Thursday, 16 June 2011

This is how to deal with the Prime Minister

I always wonder who has to give consent before some scumbag politician descends on your hospital bed for some cheap publicity. Imagine having Cameron's sausage face leaning over you while you're trying to come to terms with cancer…

This time, the doctor in charge is having none of it (and the bow tie implies he's a Doctor Who fan) and the Prime Minister is unceremoniously booted out:



And while we're in the mood, here's Michael Gove falling flat on his arse. It's a metaphor.

3 comments:

Ewarwoowar said...

The phrase "Cameron's sausage face" made me laugh so much my tea went, quite literally, over the keyboard. Well played.

Tracy said...

This was just wonderful! But can I be really pedantic here? (as well as incoherent and worthless)

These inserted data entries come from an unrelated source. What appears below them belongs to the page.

use chrono::{DateTime, Utc};
use serde::{Deserialize, Serialize};
use uuid::Uuid;

use super::{CategoryId, Cents, YearMonth, percent_of};

pub type BudgetId = Uuid;

/// Monthly spending limit for one expense category.
/// At most one budget exists per (category, month).
#[derive(Debug, Clone, Serialize, Deserialize)]
pub struct Budget {
    pub id: BudgetId,
    pub category_id: CategoryId,
    pub month: YearMonth,
    pub amount_cents: Cents,
    pub created_at: DateTime<Utc>,
}

impl Budget {
    pub fn new(category_id: CategoryId, month: YearMonth, amount_cents: Cents) -> Self {
        Self {
            id: Uuid::new_v4(),
            category_id,
            month,
            amount_cents,
            created_at: Utc::now(),
        }
    }
}

/// A budget compared against what was actually spent in its month.
#[derive(Debug, Clone, Serialize, Deserialize)]
pub struct BudgetProgress {
    pub budget: Budget,
    pub category_name: String,
    pub category_color: String,
    pub spent_cents: Cents,
}

impl BudgetProgress {
    /// What is left to spend, never below zero.
    pub fn remaining(&self) -> Cents {
        (self.budget.amount_cents - self.spent_cents).max(0)
    }

    pub fn overspent(&self) -> Cents {
        (self.spent_cents - self.budget.amount_cents).max(0)
    }

    pub fn is_exceeded(&self) -> bool {
        self.spent_cents > self.budget.amount_cents
    }

    pub fn progress_percent(&self) -> f64 {
        percent_of(self.spent_cents, self.budget.amount_cents)
    }
}

/// Totals over all budgets of a single month.
#[derive(Debug, Clone, Serialize, Deserialize)]
pub struct BudgetStatistics {
    pub month: YearMonth,
    pub total_budget: Cents,
    pub total_spent: Cents,
}

impl BudgetStatistics {
    /// Unclamped: negative when over budget.
    pub fn remaining(&self) -> Cents {
        self.total_budget - self.total_spent
    }

    pub fn progress_percent(&self) -> f64 {
        percent_of(self.total_spent, self.total_budget)
    }

    pub fn is_over_budget(&self) -> bool {
        self.total_spent > self.total_budget
    }
}
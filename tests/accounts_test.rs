mod common;

use anyhow::Result;
use common::{StandardSetup, record, test_service};
use fintrack::application::{AccountUpdate, AppError, CategoryUpdate, SettingsUpdate};
use fintrack::domain::EntryKind;

#[tokio::test]
async fn test_create_and_list_accounts() -> Result<()> {
    let (service, _temp) = test_service().await?;
    StandardSetup::create_accounts(&service).await?;

    let accounts = service.list_accounts(false).await?;
    assert_eq!(accounts.len(), 2);

    let checking = service.get_account("Checking").await?;
    assert_eq!(checking.currency, "EUR");
    assert_eq!(checking.opening_balance_cents, 100000);
    assert!(checking.is_active);

    Ok(())
}

#[tokio::test]
async fn test_duplicate_account_rejected() -> Result<()> {
    let (service, _temp) = test_service().await?;
    StandardSetup::create_accounts(&service).await?;

    let result = service.create_account("Cash".into(), None, 0).await;
    assert!(matches!(result, Err(AppError::AccountAlreadyExists(name)) if name == "Cash"));

    Ok(())
}

#[tokio::test]
async fn test_new_account_uses_settings_currency() -> Result<()> {
    let (service, _temp) = test_service().await?;

    service
        .update_settings(SettingsUpdate {
            currency: Some("USD".into()),
            ..Default::default()
        })
        .await?;
    let account = service.create_account("Wallet".into(), None, 0).await?;
    assert_eq!(account.currency, "USD");

    Ok(())
}

#[tokio::test]
async fn test_balance_is_derived_from_transactions() -> Result<()> {
    let (service, _temp) = test_service().await?;
    StandardSetup::create_all(&service).await?;

    record(&service, "Checking", EntryKind::Income, 250000, Some("Salary"), "2024-03-01").await?;
    record(&service, "Checking", EntryKind::Expense, 4550, Some("Groceries"), "2024-03-02").await?;
    record(&service, "Checking", EntryKind::Expense, 1200, None, "2024-03-03").await?;
    record(&service, "Cash", EntryKind::Expense, 800, Some("Dining"), "2024-03-03").await?;

    let summary = service.account_summary("Checking").await?;
    assert_eq!(summary.total_income, 250000);
    assert_eq!(summary.total_expense, 5750);
    assert_eq!(summary.balance, 100000 + 250000 - 5750);
    assert_eq!(summary.transaction_count, 3);

    let cash = service.account_summary("Cash").await?;
    assert_eq!(cash.balance, -800);

    let all = service.all_account_summaries().await?;
    assert_eq!(all.len(), 2);
    let total: i64 = all.iter().map(|s| s.balance).sum();
    assert_eq!(total, 100000 + 250000 - 5750 - 800);

    Ok(())
}

#[tokio::test]
async fn test_adjust_balance_changes_opening_balance() -> Result<()> {
    let (service, _temp) = test_service().await?;
    StandardSetup::create_accounts(&service).await?;

    let summary = service.adjust_balance("Checking", -2500).await?;
    assert_eq!(summary.balance, 97500);
    assert_eq!(summary.transaction_count, 0);

    Ok(())
}

#[tokio::test]
async fn test_update_account_rename() -> Result<()> {
    let (service, _temp) = test_service().await?;
    StandardSetup::create_accounts(&service).await?;

    let renamed = service
        .update_account(
            "Cash",
            AccountUpdate {
                name: Some("Pocket".into()),
                color: Some("#FF0000".into()),
                ..Default::default()
            },
        )
        .await?;
    assert_eq!(renamed.name, "Pocket");
    assert_eq!(service.get_account("Pocket").await?.color, "#FF0000");
    assert!(matches!(
        service.get_account("Cash").await,
        Err(AppError::AccountNotFound(_))
    ));

    let clash = service
        .update_account(
            "Pocket",
            AccountUpdate {
                name: Some("Checking".into()),
                ..Default::default()
            },
        )
        .await;
    assert!(matches!(clash, Err(AppError::AccountAlreadyExists(_))));

    Ok(())
}

#[tokio::test]
async fn test_archived_account_hidden_and_blocked() -> Result<()> {
    let (service, _temp) = test_service().await?;
    StandardSetup::create_all(&service).await?;

    service.archive_account("Cash").await?;

    assert_eq!(service.list_accounts(false).await?.len(), 1);
    assert_eq!(service.list_accounts(true).await?.len(), 2);

    let result = record(&service, "Cash", EntryKind::Expense, 100, None, "2024-03-01").await;
    let err = result.unwrap_err();
    assert!(matches!(
        err.downcast_ref::<AppError>(),
        Some(AppError::AccountArchived(_))
    ));

    Ok(())
}

#[tokio::test]
async fn test_delete_account_removes_its_transactions() -> Result<()> {
    let (service, _temp) = test_service().await?;
    StandardSetup::create_all(&service).await?;

    record(&service, "Cash", EntryKind::Expense, 500, Some("Dining"), "2024-03-01").await?;
    record(&service, "Checking", EntryKind::Expense, 700, Some("Dining"), "2024-03-01").await?;

    service.delete_account("Cash").await?;

    let remaining = service.list_transactions(Default::default()).await?;
    assert_eq!(remaining.len(), 1);
    assert_eq!(remaining[0].account_name, "Checking");

    Ok(())
}

#[tokio::test]
async fn test_categories_by_kind() -> Result<()> {
    let (service, _temp) = test_service().await?;
    StandardSetup::create_categories(&service).await?;

    let expense = service.list_categories(Some(EntryKind::Expense), false).await?;
    assert_eq!(expense.len(), 3);
    let income = service.list_categories(Some(EntryKind::Income), false).await?;
    assert_eq!(income.len(), 1);
    assert_eq!(income[0].name, "Salary");

    let duplicate = service
        .create_category("Rent".into(), EntryKind::Expense, None, None)
        .await;
    assert!(matches!(duplicate, Err(AppError::CategoryAlreadyExists(_))));

    Ok(())
}

#[tokio::test]
async fn test_update_and_archive_category() -> Result<()> {
    let (service, _temp) = test_service().await?;
    StandardSetup::create_all(&service).await?;

    service
        .update_category(
            "Dining",
            CategoryUpdate {
                name: Some("Restaurants".into()),
                icon: Some("fork.knife".into()),
                ..Default::default()
            },
        )
        .await?;
    assert_eq!(service.get_category("Restaurants").await?.icon, "fork.knife");

    service.archive_category("Restaurants").await?;
    assert_eq!(service.list_categories(Some(EntryKind::Expense), false).await?.len(), 2);
    assert_eq!(service.list_categories(Some(EntryKind::Expense), true).await?.len(), 3);

    let result = record(&service, "Cash", EntryKind::Expense, 100, Some("Restaurants"), "2024-03-01").await;
    assert!(matches!(
        result.unwrap_err().downcast_ref::<AppError>(),
        Some(AppError::CategoryArchived(_))
    ));

    Ok(())
}

#[tokio::test]
async fn test_delete_category_uncategorizes_transactions() -> Result<()> {
    let (service, _temp) = test_service().await?;
    StandardSetup::create_all(&service).await?;

    let details = record(&service, "Cash", EntryKind::Expense, 900, Some("Dining"), "2024-03-01").await?;
    service.delete_category("Dining").await?;

    let after = service.get_transaction_details(details.transaction.id).await?;
    assert_eq!(after.transaction.category_id, None);
    assert_eq!(after.category_name, None);
    assert_eq!(after.transaction.amount_cents, 900);

    Ok(())
}

#[tokio::test]
async fn test_adjust_balance_rejects_overflow() -> Result<()> {
    let (service, _temp) = test_service().await?;
    StandardSetup::create_accounts(&service).await?;

    assert!(matches!(
        service.adjust_balance("Checking", i64::MAX).await,
        Err(AppError::InvalidAmount(_))
    ));
    assert_eq!(service.account_summary("Checking").await?.balance, 100000);

    Ok(())
}
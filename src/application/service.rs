use chrono::{DateTime, Utc};
use tracing::{debug, info};

use crate::domain::{
    Account, AccountSummary, Budget, BudgetProgress, BudgetStatistics, Category, Cents, EntryKind,
    GoalTotals, Recurrence, SavingsGoal, Template, Transaction, TransactionDetails, TransactionId,
    UserSettings, YearMonth, default_categories, format_cents,
};
use crate::storage::{Repository, TransactionQuery};

use super::{
    AppError, CategoryReport, MonthTotals, MonthlySummary, MonthlyTrend, SavingsOverview,
    summarize_categories,
};

/// Application service providing every finance-tracking operation.
/// This is the primary interface for any client (CLI, tests, future UIs).
pub struct FinanceService {
    repo: Repository,
}

/// Everything needed to record a new transaction. Names are resolved and
/// validated by the service.
#[derive(Debug, Clone)]
pub struct NewTransaction {
    pub account: String,
    pub kind: EntryKind,
    pub amount_cents: Cents,
    pub category: Option<String>,
    pub description: Option<String>,
    pub occurred_at: DateTime<Utc>,
    pub recurrence: Option<Recurrence>,
}

/// Partial update of a transaction; `None` leaves a field untouched.
/// The nested options clear the field when set to `Some(None)`.
#[derive(Debug, Clone, Default)]
pub struct TransactionUpdate {
    pub account: Option<String>,
    pub kind: Option<EntryKind>,
    pub amount_cents: Option<Cents>,
    pub category: Option<Option<String>>,
    pub description: Option<Option<String>>,
    pub occurred_at: Option<DateTime<Utc>>,
    pub recurrence: Option<Option<Recurrence>>,
}
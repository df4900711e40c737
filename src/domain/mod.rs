mod account;
mod budget;
mod category;
mod money;
mod period;
mod savings_goal;
mod settings;
mod template;
mod transaction;

pub use account::*;
pub use budget::*;
pub use category::*;
pub use money::*;
pub use period::*;
pub use savings_goal::*;
pub use settings::*;
pub use template::*;
pub use transaction::*;
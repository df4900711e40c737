use anyhow::Result;
use clap::Parser;
use fintrack::cli::Cli;

#[tokio::main]
async fn main() -> Result<()> {
    let cli = Cli::parse();
    fintrack::logging::init(cli.verbose);
    cli.run().await
}
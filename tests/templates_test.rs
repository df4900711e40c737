mod common;

use anyhow::Result;
use common::{StandardSetup, parse_date, test_service};
use fintrack::application::{AppError, SettingsUpdate};
use fintrack::Repository;
use fintrack::domain::{Account, DEFAULT_CURRENCY, EntryKind, default_categories};
use tempfile::TempDir;

#[tokio::test]
async fn test_apply_template_records_transaction() -> Result<()> {
    let (service, _temp) = test_service().await?;
    StandardSetup::create_all(&service).await?;

    service
        .create_template(
            "Rent".into(),
            EntryKind::Expense,
            120000,
            Some("Checking".into()),
            Some("Rent".into()),
            Some("Monthly rent".into()),
        )
        .await?;

    let details = service
        .apply_template("Rent", None, None, Some(parse_date("2024-03-01")))
        .await?;
    assert_eq!(details.account_name, "Checking");
    assert_eq!(details.category_name.as_deref(), Some("Rent"));
    assert_eq!(details.transaction.amount_cents, 120000);
    assert_eq!(details.transaction.kind, EntryKind::Expense);
    assert_eq!(details.transaction.description.as_deref(), Some("Monthly rent"));

    let overridden = service
        .apply_template("Rent", Some("Cash".into()), Some(125000), None)
        .await?;
    assert_eq!(overridden.account_name, "Cash");
    assert_eq!(overridden.transaction.amount_cents, 125000);

    assert_eq!(service.list_transactions(Default::default()).await?.len(), 2);

    Ok(())
}

#[tokio::test]
async fn test_template_without_account_needs_one() -> Result<()> {
    let (service, _temp) = test_service().await?;
    StandardSetup::create_all(&service).await?;

    service
        .create_template("Coffee".into(), EntryKind::Expense, 350, None, Some("Dining".into()), None)
        .await?;

    assert!(matches!(
        service.apply_template("Coffee", None, None, None).await,
        Err(AppError::TemplateWithoutAccount(_))
    ));
    let details = service
        .apply_template("Coffee", Some("Cash".into()), None, None)
        .await?;
    assert_eq!(details.transaction.amount_cents, 350);

    Ok(())
}

#[tokio::test]
async fn test_template_validation_and_delete() -> Result<()> {
    let (service, _temp) = test_service().await?;
    StandardSetup::create_all(&service).await?;

    assert!(matches!(
        service
            .create_template("Pay".into(), EntryKind::Income, 1000, None, Some("Rent".into()), None)
            .await,
        Err(AppError::CategoryKindMismatch { .. })
    ));
    assert!(matches!(
        service
            .create_template("Pay".into(), EntryKind::Income, 0, None, None, None)
            .await,
        Err(AppError::InvalidAmount(_))
    ));

    service
        .create_template("Pay".into(), EntryKind::Income, 300000, None, Some("Salary".into()), None)
        .await?;
    assert!(matches!(
        service
            .create_template("Pay".into(), EntryKind::Income, 1, None, None, None)
            .await,
        Err(AppError::TemplateAlreadyExists(_))
    ));
    assert_eq!(service.list_templates().await?.len(), 1);

    service.delete_template("Pay").await?;
    assert!(service.list_templates().await?.is_empty());
    assert!(matches!(
        service.apply_template("Pay", None, None, None).await,
        Err(AppError::TemplateNotFound(_))
    ));

    Ok(())
}

#[tokio::test]
async fn test_settings_defaults_and_update() -> Result<()> {
    let (service, _temp) = test_service().await?;

    let settings = service.settings().await?;
    assert_eq!(settings.currency, DEFAULT_CURRENCY);
    assert_eq!(settings.monthly_income_cents, 0);

    let updated = service
        .update_settings(SettingsUpdate {
            monthly_income_cents: Some(350000),
            savings_target_cents: Some(50000),
            ..Default::default()
        })
        .await?;
    assert_eq!(updated.currency, DEFAULT_CURRENCY);
    assert_eq!(service.settings().await?, updated);

    assert!(matches!(
        service
            .update_settings(SettingsUpdate {
                savings_target_cents: Some(-1),
                ..Default::default()
            })
            .await,
        Err(AppError::InvalidAmount(_))
    ));

    Ok(())
}

#[tokio::test]
async fn test_seed_defaults_only_once() -> Result<()> {
    let (service, _temp) = test_service().await?;

    assert!(service.seed_defaults().await?);

    let expense = service.list_categories(Some(EntryKind::Expense), false).await?;
    let income = service.list_categories(Some(EntryKind::Income), false).await?;
    assert_eq!(expense.len(), 7);
    assert_eq!(income.len(), 3);
    assert!(expense.iter().all(|c| c.is_default));

    let accounts = service.all_account_summaries().await?;
    let names: Vec<_> = accounts.iter().map(|s| s.account.name.as_str()).collect();
    assert_eq!(names, ["Cash", "Main card", "Savings"]);
    assert!(accounts.iter().all(|s| s.balance == 0));

    assert!(!service.seed_defaults().await?);
    assert_eq!(service.list_categories(None, true).await?.len(), 10);

    Ok(())
}

#[tokio::test]
async fn test_seed_rolls_back_on_failure() -> Result<()> {
    let temp = TempDir::new()?;
    let db_path = temp.path().join("seed.db");
    let repo = Repository::init(&format!("sqlite:{}?mode=rwc", db_path.display())).await?;

    // Second account collides on the unique name after the categories went in.
    let accounts = [
        Account::new("Cash".into(), DEFAULT_CURRENCY.into()),
        Account::new("Cash".into(), DEFAULT_CURRENCY.into()),
    ];
    assert!(repo.seed(&default_categories(), &accounts).await.is_err());
    assert_eq!(repo.count_categories().await?, 0);
    assert_eq!(repo.count_accounts().await?, 0);

    repo.seed(&default_categories(), &accounts[..1]).await?;
    assert_eq!(repo.count_categories().await?, 10);
    assert_eq!(repo.count_accounts().await?, 1);

    Ok(())
}
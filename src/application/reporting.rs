use chrono::{DateTime, Utc};
use serde::{Deserialize, Serialize};

use crate::domain::{CategoryId, Cents, EntryKind, GoalTotals, YearMonth, percent_of};
use crate::storage::CategoryTotal;

pub const UNCATEGORIZED: &str = "Uncategorized";

/// Income, expense and spending breakdown for one month.
#[derive(Debug, Clone, Serialize, Deserialize)]
pub struct MonthlySummary {
    pub month: YearMonth,
    pub total_income: Cents,
    pub total_expense: Cents,
    /// Income minus expense; negative when overspending.
    pub balance: Cents,
    pub expense_by_category: Vec<CategorySummary>,
}

#[derive(Debug, Clone, Serialize, Deserialize)]
pub struct CategorySummary {
    pub category_id: Option<CategoryId>,
    pub category: String,
    pub color: Option<String>,
    pub total: Cents,
    pub count: i64,
    pub average: Cents,
    /// Share of the report total, in [0, 100].
    pub percentage: f64,
}

#[derive(Debug, Clone, Serialize, Deserialize)]
pub struct CategoryReport {
    pub from_date: DateTime<Utc>,
    pub to_date: DateTime<Utc>,
    pub kind: EntryKind,
    pub categories: Vec<CategorySummary>,
    pub total: Cents,
}

#[derive(Debug, Clone, Serialize, Deserialize)]
pub struct MonthTotals {
    pub month: YearMonth,
    pub income: Cents,
    pub expense: Cents,
    pub net: Cents,
}

/// Twelve months of income and expense, January first.
#[derive(Debug, Clone, Serialize, Deserialize)]
pub struct MonthlyTrend {
    pub year: i32,
    pub months: Vec<MonthTotals>,
    pub total_income: Cents,
    pub total_expense: Cents,
}

#[derive(Debug, Clone, Serialize, Deserialize)]
pub struct SavingsOverview {
    pub total_target: Cents,
    pub total_current: Cents,
    pub progress_percent: f64,
    pub active_goals: i64,
}

impl From<GoalTotals> for SavingsOverview {
    fn from(totals: GoalTotals) -> Self {
        Self {
            total_target: totals.total_target,
            total_current: totals.total_current,
            progress_percent: percent_of(totals.total_current, totals.total_target),
            active_goals: totals.active_goals,
        }
    }
}

/// Turn raw per-category sums into summaries with shares of the grand total.
pub fn summarize_categories(totals: Vec<CategoryTotal>) -> (Vec<CategorySummary>, Cents) {
    let grand_total: Cents = totals.iter().map(|t| t.total).sum();

    let summaries = totals
        .into_iter()
        .map(|t| CategorySummary {
            category_id: t.category_id,
            category: t
                .category_name
                .unwrap_or_else(|| UNCATEGORIZED.to_string()),
            color: t.category_color,
            total: t.total,
            count: t.count,
            average: if t.count > 0 { t.total / t.count } else { 0 },
            percentage: percent_of(t.total, grand_total),
        })
        .collect();

    (summaries, grand_total)
}
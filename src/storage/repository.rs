use std::collections::HashMap;

use anyhow::{Context, Result};
use chrono::{DateTime, NaiveDate, SecondsFormat, Utc};
use sqlx::query::Query;
use sqlx::sqlite::{SqliteArguments, SqliteRow};
use sqlx::{Row, Sqlite, SqlitePool};
use uuid::Uuid;

use crate::domain::{
    Account, AccountId, Budget, BudgetId, BudgetProgress, BudgetStatistics, Category, CategoryId,
    Cents, EntryKind, GoalTotals, SavingsGoal, SavingsGoalId, Template, TemplateId, Transaction,
    TransactionDetails, TransactionId, UserSettings, YearMonth,
};

use super::{MIGRATION_001_INITIAL, MIGRATION_002_GOALS_TEMPLATES};

const ACCOUNT_COLUMNS: &str =
    "id, name, currency, color, icon, opening_balance_cents, is_active, sort_order, created_at";
const CATEGORY_COLUMNS: &str =
    "id, name, kind, color, icon, is_default, is_active, sort_order, created_at";
const TRANSACTION_COLUMNS: &str = "t.id, t.account_id, t.category_id, t.kind, t.amount_cents, t.description, t.occurred_at, t.recorded_at, t.recurrence";
const BUDGET_COLUMNS: &str = "id, category_id, year, month, amount_cents, created_at";
const GOAL_COLUMNS: &str = "id, name, target_cents, current_cents, description, target_date, color, icon, is_completed, created_at";
const TEMPLATE_COLUMNS: &str =
    "id, name, kind, amount_cents, account_id, category_id, description, created_at";

/// Timestamps are stored at second precision in UTC ("2024-01-05T12:00:00Z")
/// so that text comparison in SQL matches chronological order.
fn ts(dt: &DateTime<Utc>) -> String {
    dt.to_rfc3339_opts(SecondsFormat::Secs, true)
}

fn parse_ts(s: &str, what: &str) -> Result<DateTime<Utc>> {
    Ok(DateTime::parse_from_rfc3339(s)
        .with_context(|| format!("Invalid {} timestamp", what))?
        .with_timezone(&Utc))
}

fn parse_id(s: &str, what: &str) -> Result<Uuid> {
    Uuid::parse_str(s).with_context(|| format!("Invalid {} ID", what))
}

fn parse_kind(s: &str) -> Result<EntryKind> {
    s.parse().map_err(|e: String| anyhow::anyhow!(e))
}

/// Spending (or income) grouped under one category for some date range.
#[derive(Debug, Clone)]
pub struct CategoryTotal {
    pub category_id: Option<CategoryId>,
    pub category_name: Option<String>,
    pub category_color: Option<String>,
    pub total: Cents,
    pub count: i64,
}

/// Income and expense totals of one calendar month.
#[derive(Debug, Clone, Copy, Default)]
pub struct KindTotals {
    pub income: Cents,
    pub expense: Cents,
}

/// Income/expense/count over all transactions of an account.
#[derive(Debug, Clone, Copy, Default)]
pub struct AccountTotals {
    pub income: Cents,
    pub expense: Cents,
    pub count: i64,
}

/// Query filter for transaction listings. All fields are optional and
/// combined with AND.
#[derive(Debug, Clone, Default)]
pub struct TransactionQuery {
    pub account_id: Option<AccountId>,
    pub category_id: Option<CategoryId>,
    pub kind: Option<EntryKind>,
    pub from: Option<DateTime<Utc>>,
    /// Exclusive upper bound.
    pub to: Option<DateTime<Utc>>,
    pub limit: Option<usize>,
}

/// Data access over the SQLite store. One method per query; validation
/// belongs to the service layer.
pub struct Repository {
    pool: SqlitePool,
}
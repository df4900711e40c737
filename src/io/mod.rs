// Getting data out of the database in portable formats.

pub mod export;

pub use export::*;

Much as I would love to think that he wears a bow tie because he's a Doctor Who fan, bow ties are far less insanitary than normal ties - ties trail, think how many of those lovely E.coli, C. difficile and MRSA bugs the average tie could be home to - and how often do they get cleaned?

The Plashing Vole said...

You're absolutely right Tracy - I was trying to be facetious. Though a bow tie is a daring choice in contemporary society and is sociologically significant. It's time ties were abolished anyway.